The battle over Botox has pitted the doctors against the dealmakers. It’s the medicine men vs. the money men. It’s barbituates vs. barbarians, perhaps. You get the picture.
Valeant (VRX), the company bidding to buy the maker of wrinkle reducer Allergan (AGN), is headed by Michael Pearson, who spent two decades as a management consultant at McKinsey & Co. His chief lieutenant is Howard Schiller, a veteran Goldman Sachs dealmaker who once led M&A at that bank. Together, they have done 10 acquisitions in a little over three years, including last year’s nearly $9 billion acquisition of eye care company Bausch & Lomb.
Last week at an investing conference, Pearson told an audience that his company doesn’t claim to have the best scientists in the world. Indeed, in some ways he said Valeant is more like a professional services firm — like an investment bank or a law firm — than a pharma company. “We have a very good commercial organization that is very good at capital allocation,” Pearson said.
On the other side is Allergan, which is fighting the acquisition bid. Its CEO, David Pyott, comes from the drug industry. The company spent a little over $1 billion on R&D in 2013, much more than most other pharma companies its size. (Valeant, characteristically, says this is a negative.) It developed Botox almost from scratch and plans to launch 13 products developed by the company next year.
Allergan has a nice slide in a recent presentation that says it puts patients and doctors first. Allergan claims that nearly all of Valeant’s sales growth comes from price increases.
Lining up with Allergan is the hedge funder Jim Chanos, who says Valeant is running a business based on risky dealmaking and faulty accounting that will soon blow up. So, Wall Street as usual.
As the battle heated up between the two companies last week, Allergan released its own presentation questioning Valeant’s accounting and whether the company’s maneuvers to lower its taxes are sustainable. Valeant’s executives work out of New Jersey, but the company says it’s Canadian and holds its patents in off-shore subsidiaries. One slide in Allergan’s presentation asks whether Valeant is just like Tyco, the scandal-ridden, acquisition-hungry company that blew up in the early 2000s. Is it? Allergan is just asking.

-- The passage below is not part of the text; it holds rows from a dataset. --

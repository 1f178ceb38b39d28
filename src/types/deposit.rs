//! Deposit Types
//!
//! A deposit log observed on the foreign chain is classified exactly once:
//! either minted (credited to the beneficiary) or invalid.

use serde::{Deserialize, Serialize};
use std::fmt;

use super::address::Address;
use super::hash::Hash;
use super::identity::HostIdentity;
use super::units::Wei;

/// Stable identifier of a deposit log: transaction hash plus log index
#[derive(Debug, Clone, Copy, PartialEq, Eq, Hash, PartialOrd, Ord, Serialize, Deserialize)]
pub struct EventSource {
    pub transaction_hash: Hash,
    pub log_index: u64,
}

impl fmt::Display for EventSource {
    fn fmt(&self, f: &mut fmt::Formatter<'_>) -> fmt::Result {
        write!(f, "{}:{}", self.transaction_hash, self.log_index)
    }
}

/// Parsed content of a `ReceivedEth` log
#[derive(Debug, Clone, PartialEq, Eq, Serialize, Deserialize)]
pub struct DepositEvent {
    pub source_address: Address,
    pub beneficiary: HostIdentity,
    pub amount: Wei,
}

/// A deposit that was credited
#[derive(Debug, Clone, PartialEq, Eq, Serialize, Deserialize)]
pub struct MintedDeposit {
    pub source: EventSource,
    pub block_number: u64,
    pub event: DepositEvent,
}

/// Why a deposit log was not credited
#[derive(Debug, Clone, PartialEq, Eq, Serialize, Deserialize)]
#[serde(rename_all = "snake_case")]
pub enum InvalidDepositReason {
    /// Log emitted by a contract other than the helper contract
    UnexpectedEmitter(Address),
    /// First topic is not the deposit event signature
    UnexpectedTopic,
    /// Wrong number of topics
    TopicCount(usize),
    /// Sender topic is not a left-padded address
    MalformedSender,
    /// Beneficiary topic does not decode
    MalformedBeneficiary(String),
    /// Data is not a single 32-byte word
    MalformedData(usize),
    /// Value does not fit in 128 bits
    ValueOverflow,
    /// Value is zero
    ZeroValue,
    /// Log was removed by a reorganization
    Removed,
    /// Log lies outside the block range that was requested
    OutOfRange(Option<u64>),
}

impl fmt::Display for InvalidDepositReason {
    fn fmt(&self, f: &mut fmt::Formatter<'_>) -> fmt::Result {
        match self {
            Self::UnexpectedEmitter(address) => write!(f, "unexpected emitter {}", address),
            Self::UnexpectedTopic => write!(f, "unexpected event topic"),
            Self::TopicCount(n) => write!(f, "expected 3 topics, got {}", n),
            Self::MalformedSender => write!(f, "malformed sender topic"),
            Self::MalformedBeneficiary(e) => write!(f, "malformed beneficiary: {}", e),
            Self::MalformedData(len) => write!(f, "expected 32 data bytes, got {}", len),
            Self::ValueOverflow => write!(f, "value exceeds 128 bits"),
            Self::ZeroValue => write!(f, "zero value"),
            Self::Removed => write!(f, "log removed by reorganization"),
            Self::OutOfRange(Some(block)) => write!(f, "block {} outside requested range", block),
            Self::OutOfRange(None) => write!(f, "log has no block number"),
        }
    }
}

/// A deposit log that was rejected
#[derive(Debug, Clone, PartialEq, Eq, Serialize, Deserialize)]
pub struct InvalidDeposit {
    pub source: EventSource,
    pub block_number: Option<u64>,
    pub reason: InvalidDepositReason,
}

/// Result of classifying one log
#[derive(Debug, Clone, PartialEq, Eq)]
pub enum DepositClassification {
    Minted(MintedDeposit),
    Invalid(InvalidDeposit),
}

impl DepositClassification {
    pub fn source(&self) -> &EventSource {
        match self {
            Self::Minted(deposit) => &deposit.source,
            Self::Invalid(deposit) => &deposit.source,
        }
    }
}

But the battle lines are not as clear cut as it may seem. Valeant has two doctors among its top executives. Allergan only has one. And Allergan is no stranger to deals. Last year, it spent nearly $1 billion to buy a company working on an inhaled treatment for migraines. And Allergan is reportedly considering buying a company just to fend off the bid from Valeant.
Allergan has its own accounting gimmicks. Like Valeant, when Allergan reports its earnings, it points investors to a homegrown figure of how much the company made, not the one that follows all the SEC-required accounting rules. There’s an entire page in Allergan’s most recent earnings release devoted to all the accounting adjustments it made to get to its preferred measure of earnings, which was up 20% in the first quarter. Allergan’s actual, by-the-rules earnings fell 5%.

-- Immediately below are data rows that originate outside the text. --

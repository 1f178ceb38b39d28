//! Normalized JSON-RPC Response Types
//!
//! Nodes answer with hex strings everywhere. Responses are decoded into
//! `Raw*` structs first and then converted into typed values; any malformed
//! quantity, hash or address makes the whole response malformed.

use serde::{Deserialize, Serialize};
use serde_json::Value;

use crate::types::hash::decode_fixed;
use crate::types::{Address, Hash, ReceiptStatus, Wei};

/// Block selector for `eth_getBlockByNumber`, `eth_feeHistory`, ...
#[derive(Debug, Clone, Copy, PartialEq, Eq)]
pub enum BlockTag {
    Latest,
    Safe,
    Finalized,
    Pending,
    Number(u64),
}

impl BlockTag {
    pub fn to_param(&self) -> Value {
        match self {
            Self::Latest => Value::from("latest"),
            Self::Safe => Value::from("safe"),
            Self::Finalized => Value::from("finalized"),
            Self::Pending => Value::from("pending"),
            Self::Number(n) => Value::from(format!("{:#x}", n)),
        }
    }
}

/// Filter for `eth_getLogs`
#[derive(Debug, Clone, PartialEq, Eq)]
pub struct GetLogsParam {
    pub from_block: u64,
    pub to_block: u64,
    pub address: Address,
    pub topic0: [u8; 32],
}

impl GetLogsParam {
    pub fn to_param(&self) -> Value {
        serde_json::json!({
            "fromBlock": format!("{:#x}", self.from_block),
            "toBlock": format!("{:#x}", self.to_block),
            "address": [format!("0x{}", hex::encode(self.address.as_bytes()))],
            "topics": [format!("0x{}", hex::encode(self.topic0))],
        })
    }
}

/// One log entry
///
/// Identifiers are optional because pending logs carry none.
#[derive(Debug, Clone, PartialEq, Eq)]
pub struct LogEntry {
    pub address: Address,
    pub topics: Vec<[u8; 32]>,
    pub data: Vec<u8>,
    pub block_number: Option<u64>,
    pub transaction_hash: Option<Hash>,
    pub log_index: Option<u64>,
    pub removed: bool,
}

/// Block header fields the minter uses
#[derive(Debug, Clone, PartialEq, Eq)]
pub struct BlockHeader {
    pub number: u64,
    pub base_fee_per_gas: Option<Wei>,
}

/// Answer to `eth_feeHistory`
#[derive(Debug, Clone, PartialEq, Eq)]
pub struct FeeHistory {
    pub oldest_block: u64,
    /// One entry per block plus the next one
    pub base_fee_per_gas: Vec<Wei>,
    /// One row per block, one column per requested percentile
    pub reward: Vec<Vec<Wei>>,
}

#[derive(Debug, Clone, PartialEq, Eq)]
pub struct TransactionReceipt {
    pub transaction_hash: Hash,
    pub block_number: u64,
    pub gas_used: u128,
    pub effective_gas_price: Wei,
    pub status: ReceiptStatus,
}

#[derive(Debug, Clone, PartialEq, Eq, Serialize)]
pub struct TransactionInfo {
    pub hash: Hash,
    pub nonce: u64,
    pub from: Address,
    pub to: Option<Address>,
    pub value: Wei,
    /// `None` while pending
    pub block_number: Option<u64>,
}

/// Reconciled answer of `eth_sendRawTransaction`
#[derive(Debug, Clone, PartialEq, Eq, Serialize)]
#[serde(tag = "result", content = "reason", rename_all = "snake_case")]
pub enum SendRawTransactionResult {
    Ok,
    AlreadyKnown,
    NonceTooLow,
    NonceTooHigh,
    InsufficientFunds,
    /// Nothing definitive; send the same bytes again later
    Retryable(String),
    /// Definitively refused
    Rejected(String),
}

impl SendRawTransactionResult {
    /// Reconcile the error message of a `-32000` style answer
    pub fn from_error_message(message: &str) -> Option<Self> {
        let lower = message.to_lowercase();

        if lower.contains("already known") || lower.contains("known transaction") {
            Some(Self::AlreadyKnown)
        } else if lower.contains("nonce too low") || lower.contains("nonce is too low") {
            Some(Self::NonceTooLow)
        } else if lower.contains("nonce too high") || lower.contains("nonce gap") {
            Some(Self::NonceTooHigh)
        } else if lower.contains("insufficient funds") {
            Some(Self::InsufficientFunds)
        } else {
            None
        }
    }
}

// =============================================================================
// Raw wire shapes
// =============================================================================

#[derive(Debug, Deserialize)]
#[serde(rename_all = "camelCase")]
pub(crate) struct RawLogEntry {
    address: String,
    #[serde(default)]
    topics: Vec<String>,
    #[serde(default)]
    data: String,
    block_number: Option<String>,
    transaction_hash: Option<String>,
    log_index: Option<String>,
    #[serde(default)]
    removed: bool,
}

impl TryFrom<RawLogEntry> for LogEntry {
    type Error = String;

    fn try_from(raw: RawLogEntry) -> Result<Self, Self::Error> {
        let topics = raw
            .topics
            .iter()
            .map(|t| decode_fixed::<32>(t))
            .collect::<Result<Vec<_>, _>>()?;

        Ok(Self {
            address: parse_address(&raw.address)?,
            topics,
            data: parse_bytes(&raw.data)?,
            block_number: raw.block_number.as_deref().map(parse_u64).transpose()?,
            transaction_hash: raw
                .transaction_hash
                .as_deref()
                .map(str::parse::<Hash>)
                .transpose()?,
            log_index: raw.log_index.as_deref().map(parse_u64).transpose()?,
            removed: raw.removed,
        })
    }
}

#[derive(Debug, Deserialize)]
#[serde(rename_all = "camelCase")]
pub(crate) struct RawBlockHeader {
    number: String,
    base_fee_per_gas: Option<String>,
}

impl TryFrom<RawBlockHeader> for BlockHeader {
    type Error = String;

    fn try_from(raw: RawBlockHeader) -> Result<Self, Self::Error> {
        Ok(Self {
            number: parse_u64(&raw.number)?,
            base_fee_per_gas: raw.base_fee_per_gas.as_deref().map(parse_quantity).transpose()?,
        })
    }
}

#[derive(Debug, Deserialize)]
#[serde(rename_all = "camelCase")]
pub(crate) struct RawFeeHistory {
    oldest_block: String,
    #[serde(default)]
    base_fee_per_gas: Vec<String>,
    #[serde(default)]
    reward: Vec<Vec<String>>,
}

impl TryFrom<RawFeeHistory> for FeeHistory {
    type Error = String;

    fn try_from(raw: RawFeeHistory) -> Result<Self, Self::Error> {
        let base_fee_per_gas = raw
            .base_fee_per_gas
            .iter()
            .map(|v| parse_quantity(v))
            .collect::<Result<Vec<_>, _>>()?;

        let reward = raw
            .reward
            .iter()
            .map(|row| row.iter().map(|v| parse_quantity(v)).collect::<Result<Vec<_>, _>>())
            .collect::<Result<Vec<Vec<_>>, _>>()?;

        Ok(Self {
            oldest_block: parse_u64(&raw.oldest_block)?,
            base_fee_per_gas,
            reward,
        })
    }
}

#[derive(Debug, Deserialize)]
#[serde(rename_all = "camelCase")]
pub(crate) struct RawTransactionReceipt {
    transaction_hash: String,
    block_number: Option<String>,
    gas_used: String,
    effective_gas_price: String,
    status: Option<String>,
}

impl TryFrom<RawTransactionReceipt> for TransactionReceipt {
    type Error = String;

    fn try_from(raw: RawTransactionReceipt) -> Result<Self, Self::Error> {
        let block_number = raw
            .block_number
            .as_deref()
            .ok_or_else(|| "receipt without block number".to_string())?;

        let status = match raw.status.as_deref().map(parse_u64).transpose()? {
            Some(1) => ReceiptStatus::Success,
            Some(0) => ReceiptStatus::Failure,
            other => return Err(format!("unexpected receipt status {:?}", other)),
        };

        Ok(Self {
            transaction_hash: raw.transaction_hash.parse()?,
            block_number: parse_u64(block_number)?,
            gas_used: parse_quantity(&raw.gas_used)?,
            effective_gas_price: parse_quantity(&raw.effective_gas_price)?,
            status,
        })
    }
}

#[derive(Debug, Deserialize)]
#[serde(rename_all = "camelCase")]
pub(crate) struct RawTransactionInfo {
    hash: String,
    nonce: String,
    from: String,
    to: Option<String>,
    value: String,
    block_number: Option<String>,
}

impl TryFrom<RawTransactionInfo> for TransactionInfo {
    type Error = String;

    fn try_from(raw: RawTransactionInfo) -> Result<Self, Self::Error> {
        Ok(Self {
            hash: raw.hash.parse()?,
            nonce: parse_u64(&raw.nonce)?,
            from: parse_address(&raw.from)?,
            to: raw.to.as_deref().map(parse_address).transpose()?,
            value: parse_quantity(&raw.value)?,
            block_number: raw.block_number.as_deref().map(parse_u64).transpose()?,
        })
    }
}

// =============================================================================
// Hex helpers
// =============================================================================

/// Parse a hex quantity (`0x`-prefixed, no leading zeros required)
pub fn parse_quantity(s: &str) -> Result<u128, String> {
    let digits = s
        .strip_prefix("0x")
        .ok_or_else(|| format!("quantity without 0x prefix: {}", s))?;

    if digits.is_empty() {
        return Err("empty quantity".to_string());
    }

    u128::from_str_radix(digits, 16).map_err(|e| format!("invalid quantity {}: {}", s, e))
}

pub fn parse_u64(s: &str) -> Result<u64, String> {
    let value = parse_quantity(s)?;
    u64::try_from(value).map_err(|_| format!("quantity {} exceeds 64 bits", s))
}

fn parse_bytes(s: &str) -> Result<Vec<u8>, String> {
    let digits = s
        .strip_prefix("0x")
        .ok_or_else(|| format!("data without 0x prefix: {}", s))?;
    hex::decode(digits).map_err(|e| format!("invalid data: {}", e))
}

/// Node-reported addresses are not required to be checksummed
fn parse_address(s: &str) -> Result<Address, String> {
    decode_fixed::<20>(&s.to_lowercase()).map(Address::new)
}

Valeant’s defense against Allergan’s claims is not, “no, our accounting is strictly by the book.” It’s, “well they are doing it too.” Allergan says Valeant frequently switches the way it reports its number to hide its lack of growth. Valeant says Allergan has done that, too–three times in the past decade and a half. (Still, for Valeant, it’s four switches in the past five years.)
Both companies declined to comment for this story.

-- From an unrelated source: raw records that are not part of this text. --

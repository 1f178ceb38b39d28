//! Remote Threshold Signer
//!
//! HTTP client for the signing service. The service owns the key shares; this
//! side only ever sees the public key and finished signatures.

use async_trait::async_trait;
use serde::{Deserialize, Serialize};
use std::time::Duration;

use super::{SignRequest, SigningError, ThresholdSigner};

/// Public key request
#[derive(Debug, Serialize)]
struct PublicKeyRequest<'a> {
    key_id: &'a str,
}

/// Public key response
#[derive(Debug, Deserialize)]
struct PublicKeyResponse {
    public_key: String,
}

/// Signing request body
#[derive(Debug, Serialize)]
struct SignBody<'a> {
    request_id: String,
    key_id: &'a str,
    digest: String,
}

/// Signing response
#[derive(Debug, Deserialize)]
struct SignResponse {
    signature: String,
}

/// Threshold signer reached over HTTP
pub struct RemoteSigner {
    base_url: String,
    http_client: reqwest::Client,
}

impl RemoteSigner {
    pub fn new(base_url: &str) -> Result<Self, SigningError> {
        let http_client = reqwest::Client::builder()
            .timeout(Duration::from_secs(30))
            .build()
            .map_err(|e| SigningError::Unavailable(e.to_string()))?;

        Ok(Self {
            base_url: base_url.trim_end_matches('/').to_string(),
            http_client,
        })
    }

    pub fn base_url(&self) -> &str {
        &self.base_url
    }

    async fn post<B: Serialize, R: for<'de> Deserialize<'de>>(
        &self,
        path: &str,
        body: &B,
    ) -> Result<R, SigningError> {
        let url = format!("{}{}", self.base_url, path);

        let response = self
            .http_client
            .post(&url)
            .json(body)
            .send()
            .await
            .map_err(|e| SigningError::Unavailable(format!("{}: {}", url, e)))?;

        let status = response.status();
        if status.is_client_error() {
            let text = response.text().await.unwrap_or_default();
            return Err(SigningError::Rejected(format!("{}: {}", status, text)));
        }
        if !status.is_success() {
            return Err(SigningError::Unavailable(format!("{}: {}", url, status)));
        }

        response
            .json()
            .await
            .map_err(|e| SigningError::Unavailable(format!("undecodable response: {}", e)))
    }
}

#[async_trait]
impl ThresholdSigner for RemoteSigner {
    async fn public_key(&self, key_id: String) -> Result<Vec<u8>, SigningError> {
        let response: PublicKeyResponse = self
            .post("/public_key", &PublicKeyRequest { key_id: &key_id })
            .await?;

        hex::decode(response.public_key.trim_start_matches("0x"))
            .map_err(|e| SigningError::InvalidKey(e.to_string()))
    }

    async fn sign(&self, request: SignRequest) -> Result<[u8; 64], SigningError> {
        let body = SignBody {
            request_id: uuid::Uuid::new_v4().to_string(),
            key_id: &request.key_id,
            digest: hex::encode(request.digest),
        };

        tracing::debug!(request_id = %body.request_id, key_id = %request.key_id, "remote sign");

        let response: SignResponse = self.post("/sign", &body).await?;
        decode_signature(&response.signature)
    }

    fn signer_type(&self) -> &'static str {
        "remote-threshold"
    }
}

fn decode_signature(hex_sig: &str) -> Result<[u8; 64], SigningError> {
    let bytes = hex::decode(hex_sig.trim_start_matches("0x"))
        .map_err(|e| SigningError::Rejected(format!("invalid signature hex: {}", e)))?;

    if bytes.len() != 64 {
        return Err(SigningError::Rejected(format!(
            "signature must be 64 bytes, got {}",
            bytes.len()
        )));
    }

    let mut out = [0u8; 64];
    out.copy_from_slice(&bytes);
    Ok(out)
}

The rest of the argument seems to be about inches. Allergan says when you take out adjustments Valeant makes for generic drug sales, the company’s actual sales fell in 2013. Valeant says that’s not true. Sales were up 2%. Why are we having this argument?
So, you can see the Valeant-Allergan fight as a referendum on the recent boom in M&A, and the return to aggressive accounting on Wall Street, but it’s not really what’s going on. It’s a battle between the acquisition-hungry and the merely acquisitive. The battle line is not whether M&A is good, but how much is too much.